WHAT THE TASK ASKS: Identify all lines of the data containing the string "else" and copy them.

Recorded data:
_ _ _ _ _ _ _
//! Boss encounter
//!
//! Idle -> Warning -> Entrance -> Combat -> Defeat -> Idle. Warning, volleys
//! and explosion stages are schedule records tagged with the encounter
//! number, so a record left over from an earlier encounter does nothing.

use glam::Vec2;
use rand::Rng;

use super::clock::Action;
use super::progression::PowerupKind;
use super::state::{GameEvent, GameState};
use crate::consts::*;

/// Encounter stage
#[derive(Debug, Clone, Copy, PartialEq, Eq)]
pub enum BossPhase {
    Idle,
    /// Warning banner; boss not on screen yet
    Warning,
    /// Scripted descent into the playfield
    Entrance,
    /// Patrolling and firing volleys
    Combat,
    /// Explosion sequence, `stage` stages already played
    Defeat { stage: u32 },
}

/// The boss ship
#[derive(Debug, Clone, PartialEq)]
pub struct Boss {
    pub pos: Vec2,
    pub health: u32,
    pub max_health: u32,
    pub points: u64,
    /// Patrol direction (+1 right, -1 left)
    pub patrol_dir: f32,
    pub visible: bool,
}

/// Encounter state nested inside Playing
#[derive(Debug, Clone, PartialEq)]
pub struct BossEncounter {
    pub phase: BossPhase,
    pub boss: Option<Boss>,
    /// Number of the current (or last) encounter
    encounter: u32,
}

impl Default for BossEncounter {
    fn default() -> Self {
        Self::new()
    }
}

impl BossEncounter {
    pub fn new() -> Self {
        Self {
            phase: BossPhase::Idle,
            boss: None,
            encounter: 0,
        }
    }

    pub fn is_idle(&self) -> bool {
        self.phase == BossPhase::Idle
    }

    pub fn encounter(&self) -> u32 {
        self.encounter
    }

    /// Bullets can damage the boss only while it is entering or fighting
    pub fn is_vulnerable(&self) -> bool {
        matches!(self.phase, BossPhase::Entrance | BossPhase::Combat)
            && self.boss.as_ref().is_some_and(|b| b.health > 0)
    }

    /// Remaining health in [0, 1], reported only during Entrance and Combat
    pub fn health_fraction(&self) -> Option<f32> {
        if !matches!(self.phase, BossPhase::Entrance | BossPhase::Combat) {
            return None;
        }
        self.boss
            .as_ref()
            .map(|b| (b.health as f32 / b.max_health.max(1) as f32).clamp(0.0, 1.0))
    }

    fn is_current(&self, encounter: u32, phase: BossPhase) -> bool {
        self.encounter == encounter && self.phase == phase
    }
}

/// Start a new encounter: show the warning and suspend normal spawning
pub fn trigger(state: &mut GameState) {
    if !state.boss.is_idle() {
        return;
    }
    let now = state.now();
    state.boss.encounter += 1;
    state.boss.phase = BossPhase::Warning;
    state.boss.boss = None;
    state.progress.boss_active = true;
    state.progress.enemies_killed_this_wave = 0;

    state.schedule.at(
        now + state.tuning.boss_warning_ms,
        Action::BossWarningOver {
            encounter: state.boss.encounter,
        },
    );
    state.events.push(GameEvent::BossWarning {
        level: state.progress.level,
    });
    log::info!("Boss incoming (level {})", state.progress.level);
}

/// Warning finished: bring the boss in from above
pub fn begin_entrance(state: &mut GameState, encounter: u32) {
    if !state.boss.is_current(encounter, BossPhase::Warning) {
        return;
    }
    let tuning = &state.tuning;
    let max_health =
        tuning.boss_base_health + tuning.boss_health_per_level * (state.progress.level - 1);
    state.boss.boss = Some(Boss {
        pos: Vec2::new(tuning.playfield_width / 2.0, -BOSS_RADIUS),
        health: max_health,
        max_health,
        points: tuning.boss_points,
        patrol_dir: 1.0,
        visible: true,
    });
    state.boss.phase = BossPhase::Entrance;
}

/// Per-tick movement for Entrance and Combat
pub fn update(state: &mut GameState, dt: f32) {
    let now = state.now();
    let phase = state.boss.phase;
    let encounter = state.boss.encounter;
    let width = state.tuning.playfield_width;
    let margin = state.tuning.spawn_margin;
    let Some(boss) = state.boss.boss.as_mut() else {
        return;
    };

    match phase {
        BossPhase::Entrance => {
            boss.pos.y += BOSS_ENTRANCE_SPEED * dt;
            if boss.pos.y >= BOSS_COMBAT_Y {
                boss.pos.y = BOSS_COMBAT_Y;
                state.boss.phase = BossPhase::Combat;
                state.schedule.at(
                    now + state.tuning.boss_volley_interval_ms,
                    Action::BossVolley { encounter },
                );
                state.events.push(GameEvent::BossEntered);
            }
        }
        BossPhase::Combat => {
            let left = margin + BOSS_RADIUS;
            let right = (width - margin - BOSS_RADIUS).max(left);
            boss.pos.x += boss.patrol_dir * BOSS_PATROL_SPEED * dt;
            if boss.pos.x <= left {
                boss.pos.x = left;
                boss.patrol_dir = 1.0;
            } else if boss.pos.x >= right {
                boss.pos.x = right;
                boss.patrol_dir = -1.0;
            }
        }
        _ => {}
    }
}

/// Fire a downward fan and re-arm while still in combat
pub fn fire_volley(state: &mut GameState, encounter: u32) {
    if !state.boss.is_current(encounter, BossPhase::Combat) {
        return;
    }
    let Some(origin) = state.boss.boss.as_ref().map(|b| b.pos + Vec2::new(0.0, BOSS_RADIUS)) else {
        return;
    };
    let steps = BOSS_VOLLEY_SIZE.saturating_sub(1).max(1) as f32;
    for i in 0..BOSS_VOLLEY_SIZE {
        let angle = -BOSS_VOLLEY_FAN / 2.0 + BOSS_VOLLEY_FAN * i as f32 / steps;
        let dir = Vec2::new(angle.sin(), angle.cos());
        // Full pool just thins the volley
        let _ = state.bullets.enemy.acquire(origin, dir * ENEMY_BULLET_SPEED);
    }
    let now = state.now();
    state.schedule.at(
        now + state.tuning.boss_volley_interval_ms,
        Action::BossVolley { encounter },
    );
}

/// Boss health reached zero: start the explosion sequence
pub fn defeat(state: &mut GameState) {
    if !matches!(state.boss.phase, BossPhase::Entrance | BossPhase::Combat) {
        return;
    }
    state.boss.phase = BossPhase::Defeat { stage: 0 };
    if state.tuning.boss_explosion_stages == 0 {
        complete(state);
        return;
    }
    let now = state.now();
    state.schedule.at(
        now + state.tuning.boss_explosion_stage_ms,
        Action::BossExplosionStage {
            encounter: state.boss.encounter,
            stage: 1,
        },
    );
}

/// One step of the explosion sequence; the last one pays out
pub fn explosion_stage(state: &mut GameState, encounter: u32, stage: u32) {
    let Some(played) = stage.checked_sub(1) else {
        return;
    };
    if !state.boss.is_current(encounter, BossPhase::Defeat { stage: played }) {
        return;
    }
    state.events.push(GameEvent::BossExplosion { stage });
    if stage >= state.tuning.boss_explosion_stages {
        complete(state);
        return;
    }
    state.boss.phase = BossPhase::Defeat { stage };
    if let Some(boss) = state.boss.boss.as_mut() {
        boss.visible = stage % 2 == 0;
    }
    let now = state.now();
    state.schedule.at(
        now + state.tuning.boss_explosion_stage_ms,
        Action::BossExplosionStage {
            encounter,
            stage: stage + 1,
        },
    );
}

/// Reward the kill, scatter drops, close the wave and resume normal spawning
fn complete(state: &mut GameState) {
    let Some(boss) = state.boss.boss.take() else {
        state.boss.phase = BossPhase::Idle;
        return;
    };
    let awarded = state.progress.award(boss.points);

    let drops = state.tuning.boss_powerup_drops;
    for i in 0..drops {
        let spread = if drops > 1 {
            -BOSS_DROP_SCATTER + 2.0 * BOSS_DROP_SCATTER * i as f32 / (drops - 1) as f32
        } else {
            0.0
        };
        let kind = PowerupKind::ALL[state.rng.random_range(0..PowerupKind::ALL.len())];
        state.spawn_powerup(kind, boss.pos + Vec2::new(spread, 0.0));
    }

    state.progress.complete_wave(&state.tuning);
    state.boss.phase = BossPhase::Idle;
    let now = state.now();
    state.spawner.next_spawn_at = now + state.spawner.interval_ms;

    state.events.push(GameEvent::BossDefeated { points: awarded });
    state.events.push(GameEvent::LevelUp {
        level: state.progress.level,
    });
    log::info!(
        "Boss defeated for {} points, advancing to level {}",
        awarded,
        state.progress.level
    );
}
_ _ _ _ _ _ _
RESPONSE TO THE EXERCISE:
    let Some(boss) = state.boss.boss.as_mut() else {
            } else if boss.pos.x >= right {
    let Some(origin) = state.boss.boss.as_ref().map(|b| b.pos + Vec2::new(0.0, BOSS_RADIUS)) else {
    let Some(played) = stage.checked_sub(1) else {
    let Some(boss) = state.boss.boss.take() else {
        } else {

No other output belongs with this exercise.